Un café avec François Margolin, Réalisateur de « Sarah Halimi, un crime antisémite et impuni »

Celui qui fut assistant puis monteur de Raymond Depardon avant de réaliser des documentaires remarquables tels Falashas, L’Opium des Talibans, Les Petits Soldats ou encore Salafistes, co-réalisé en 2016 avec Lemine Ould Salem, fait à nouveau entendre sa voix résolument engagée en livrant aujourd’hui au public un documentaire sobre et puissant sur l’Affaire Sarah Halimi: « L’Affaire Sarah Halimi, un crime antisémite et impuni ».

François Margolin, vous avez réalisé avec Lemine Ould Salem Salafistes, un documentaire qui vous a emmené chez les militants et les chefs islamistes du Mali à l’Irak et l’Algérie en passant par la Tunisie et la Mauritanie, pour « comprendre », disiez-vous… Peut-on considérer que c’est encore pour tenter de comprendre que vous avez, dès 2021, voulu consacrer un documentaire à l’Affaire Sarah Halimi ? Racontez-nous la genèse de ce projet.
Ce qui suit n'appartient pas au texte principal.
use crate::{
    common::{Item, Record},
    error::{Error, Result},
};

use aws_sdk_dynamodb::types;
use serde_json::Value;
use std::{fmt, sync::Arc};

/// Attribute name of the partition key.
pub const PARTITION_KEY: &str = "pk";

/// Attribute name of the sort key.
pub const SORT_KEY: &str = "sk";

/// Two-part primary key addressing one record of the table.
///
/// ```rust
/// use dynamodb_entity::common::key;
///
/// let key = key::PhysicalKey::new("USER#42", "USER#META").unwrap();
/// assert_eq!(key.to_string(), "USER#42/USER#META");
/// ```
#[derive(Clone, Debug, Default, Eq, Hash, Ord, PartialEq, PartialOrd)]
pub struct PhysicalKey {
    /// Partition key value.
    pub pk: String,
    /// Sort key value.
    pub sk: String,
}

impl PhysicalKey {
    /// Build a key, rejecting empty components.
    pub fn new(pk: impl Into<String>, sk: impl Into<String>) -> Result<Self> {
        let key = Self {
            pk: pk.into(),
            sk: sk.into(),
        };
        if key.pk.is_empty() || key.sk.is_empty() {
            return Err(Error::InvalidKey(key.to_string()));
        }
        Ok(key)
    }

    /// Read the key fields out of a physical record.
    pub fn from_record(record: &Record) -> Result<Self> {
        let pk = string_field(record, PARTITION_KEY)?;
        let sk = string_field(record, SORT_KEY)?;
        Self::new(pk, sk)
    }

    /// Write the key fields into `record`, replacing whatever was there.
    pub fn assert_on(&self, record: &mut Record) {
        record.insert(PARTITION_KEY.to_string(), Value::String(self.pk.clone()));
        record.insert(SORT_KEY.to_string(), Value::String(self.sk.clone()));
    }

    /// Remove the key fields from `record`.
    pub fn strip(record: &mut Record) {
        record.remove(PARTITION_KEY);
        record.remove(SORT_KEY);
    }
}

impl fmt::Display for PhysicalKey {
    fn fmt(&self, f: &mut fmt::Formatter<'_>) -> fmt::Result {
        write!(f, "{}/{}", self.pk, self.sk)
    }
}

impl From<&PhysicalKey> for Item {
    fn from(key: &PhysicalKey) -> Self {
        Self::from([
            (
                PARTITION_KEY.to_string(),
                types::AttributeValue::S(key.pk.clone()),
            ),
            (
                SORT_KEY.to_string(),
                types::AttributeValue::S(key.sk.clone()),
            ),
        ])
    }
}

fn string_field(record: &Record, name: &str) -> Result<String> {
    match record.get(name) {
        Some(Value::String(value)) => Ok(value.clone()),
        Some(Value::Number(value)) => Ok(value.to_string()),
        _ => Err(Error::MissingKeyAttribute(name.to_string())),
    }
}

/// A key component read from `record`; an empty value is not addressable.
fn key_component(record: &Record, name: &str) -> Result<String> {
    let value = string_field(record, name)?;
    if value.is_empty() {
        return Err(Error::InvalidKey(format!("empty {name}")));
    }
    Ok(value)
}

/// Forward mapping of a custom key strategy.
pub type ToKeyFn = Arc<dyn Fn(&Record) -> Result<PhysicalKey> + Send + Sync>;

/// Reverse mapping of a custom key strategy.
pub type FromIdFn = Arc<dyn Fn(&str) -> Result<PhysicalKey> + Send + Sync>;

/// Addressing strategy mapping domain records and identifiers to physical keys.
///
/// ```rust
/// use dynamodb_entity::common::key;
///
/// let users = key::KeyTransformer::single("USER");
/// let key = users.from_id("42").unwrap();
/// assert_eq!(key.pk, "USER#42");
/// assert_eq!(key.sk, "USER#META");
/// ```
#[derive(Clone)]
pub enum KeyTransformer {
    /// One record per entity: `TYPE#id` / `TYPE#META`.
    Single {
        /// Entity type prefix.
        entity_type: String,
    },
    /// Records grouped by tenant: `TENANT#tenantId` / `TYPE#id`.
    Tenant {
        /// Entity type prefix.
        entity_type: String,
    },
    /// Children grouped under a parent: `TYPE#parentId` / `TYPE#id`.
    Hierarchy {
        /// Entity type prefix.
        entity_type: String,
    },
    /// Caller supplied mappings.
    Custom {
        /// Record to key.
        to_key: ToKeyFn,
        /// Identifier to key, when the caller can provide one.
        from_id: Option<FromIdFn>,
    },
}

impl fmt::Debug for KeyTransformer {
    fn fmt(&self, f: &mut fmt::Formatter<'_>) -> fmt::Result {
        match self {
            Self::Single { entity_type } => f.debug_tuple("Single").field(entity_type).finish(),
            Self::Tenant { entity_type } => f.debug_tuple("Tenant").field(entity_type).finish(),
            Self::Hierarchy { entity_type } => {
                f.debug_tuple("Hierarchy").field(entity_type).finish()
            }
            Self::Custom { from_id, .. } => f
                .debug_struct("Custom")
                .field("reversible", &from_id.is_some())
                .finish(),
        }
    }
}

impl KeyTransformer {
    /// Single-record strategy for `entity_type`.
    pub fn single(entity_type: impl Into<String>) -> Self {
        Self::Single {
            entity_type: entity_type.into(),
        }
    }

    /// Tenant-partitioned strategy for `entity_type`.
    pub fn tenant(entity_type: impl Into<String>) -> Self {
        Self::Tenant {
            entity_type: entity_type.into(),
        }
    }

    /// Parent-partitioned strategy for `entity_type`.
    pub fn hierarchy(entity_type: impl Into<String>) -> Self {
        Self::Hierarchy {
            entity_type: entity_type.into(),
        }
    }

    /// Custom strategy with a forward mapping only.
    pub fn custom<F>(to_key: F) -> Self
    where
        F: Fn(&Record) -> Result<PhysicalKey> + Send + Sync + 'static,
    {
        Self::Custom {
            to_key: Arc::new(to_key),
            from_id: None,
        }
    }

    /// Custom strategy with both mappings.
    pub fn custom_reversible<F, G>(to_key: F, from_id: G) -> Self
    where
        F: Fn(&Record) -> Result<PhysicalKey> + Send + Sync + 'static,
        G: Fn(&str) -> Result<PhysicalKey> + Send + Sync + 'static,
    {
        Self::Custom {
            to_key: Arc::new(to_key),
            from_id: Some(Arc::new(from_id)),
        }
    }

    /// Name of the strategy, used in errors and logs.
    pub fn strategy(&self) -> &'static str {
        match self {
            Self::Single { .. } => "single",
            Self::Tenant { .. } => "tenant",
            Self::Hierarchy { .. } => "hierarchy",
            Self::Custom { .. } => "custom",
        }
    }

    /// Map a full record to its physical key.
    pub fn to_key(&self, record: &Record) -> Result<PhysicalKey> {
        match self {
            Self::Single { entity_type } => {
                let id = key_component(record, "id")?;
                PhysicalKey::new(format!("{entity_type}#{id}"), format!("{entity_type}#META"))
            }
            Self::Tenant { entity_type } => {
                let id = key_component(record, "id")?;
                let tenant_id = key_component(record, "tenantId")?;
                PhysicalKey::new(format!("TENANT#{tenant_id}"), format!("{entity_type}#{id}"))
            }
            Self::Hierarchy { entity_type } => {
                let id = key_component(record, "id")?;
                let parent_id = key_component(record, "parentId")?;
                PhysicalKey::new(
                    format!("{entity_type}#{parent_id}"),
                    format!("{entity_type}#{id}"),
                )
            }
            Self::Custom { to_key, .. } => to_key(record),
        }
    }

    /// Map a bare identifier to its physical key.
    ///
    /// Tenant and hierarchy keys carry a partition component that an id alone
    /// does not determine, so they fail with [`Error::UnsupportedReverseMapping`].
    /// An empty `id` fails with [`Error::InvalidKey`] whatever the strategy.
    pub fn from_id(&self, id: &str) -> Result<PhysicalKey> {
        if id.is_empty() {
            return Err(Error::InvalidKey("empty id".to_string()));
        }
        match self {
            Self::Single { entity_type } => {
                PhysicalKey::new(format!("{entity_type}#{id}"), format!("{entity_type}#META"))
            }
            Self::Tenant { .. } | Self::Hierarchy { .. } => Err(Error::UnsupportedReverseMapping {
                strategy: self.strategy(),
            }),
            Self::Custom { from_id, .. } => match from_id {
                Some(from_id) => from_id(id),
                None => Err(Error::NotImplemented("custom key transformer without from_id")),
            },
        }
    }

    /// Whether `key` has the shape this strategy produces.
    ///
    /// Custom strategies claim every key.
    pub fn owns(&self, key: &PhysicalKey) -> bool {
        match self {
            Self::Single { entity_type } => {
                key.pk.starts_with(&format!("{entity_type}#"))
                    && key.sk == format!("{entity_type}#META")
            }
            Self::Tenant { entity_type } => {
                key.pk.starts_with("TENANT#") && key.sk.starts_with(&format!("{entity_type}#"))
            }
            Self::Hierarchy { entity_type } => {
                let prefix = format!("{entity_type}#");
                key.pk.starts_with(&prefix) && key.sk.starts_with(&prefix)
            }
            Self::Custom { .. } => true,
        }
    }
}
Je crois ne jamais avoir dit que je voulais « comprendre » les salafistes et encore moins les terroristes. Je voulais les écouter, quitte à prendre des risques considérables pour cela. C’est très différent. Je crois en effet qu’il faut écouter ses ennemis pour mieux les combattre et pas partir d’idées toutes faites. Je crois que si l’on avait réellement écouté les propos de Hitler ou de Goebbels, nous les Juifs nous serions mieux préparés à la volonté d’extermination des Nazis. 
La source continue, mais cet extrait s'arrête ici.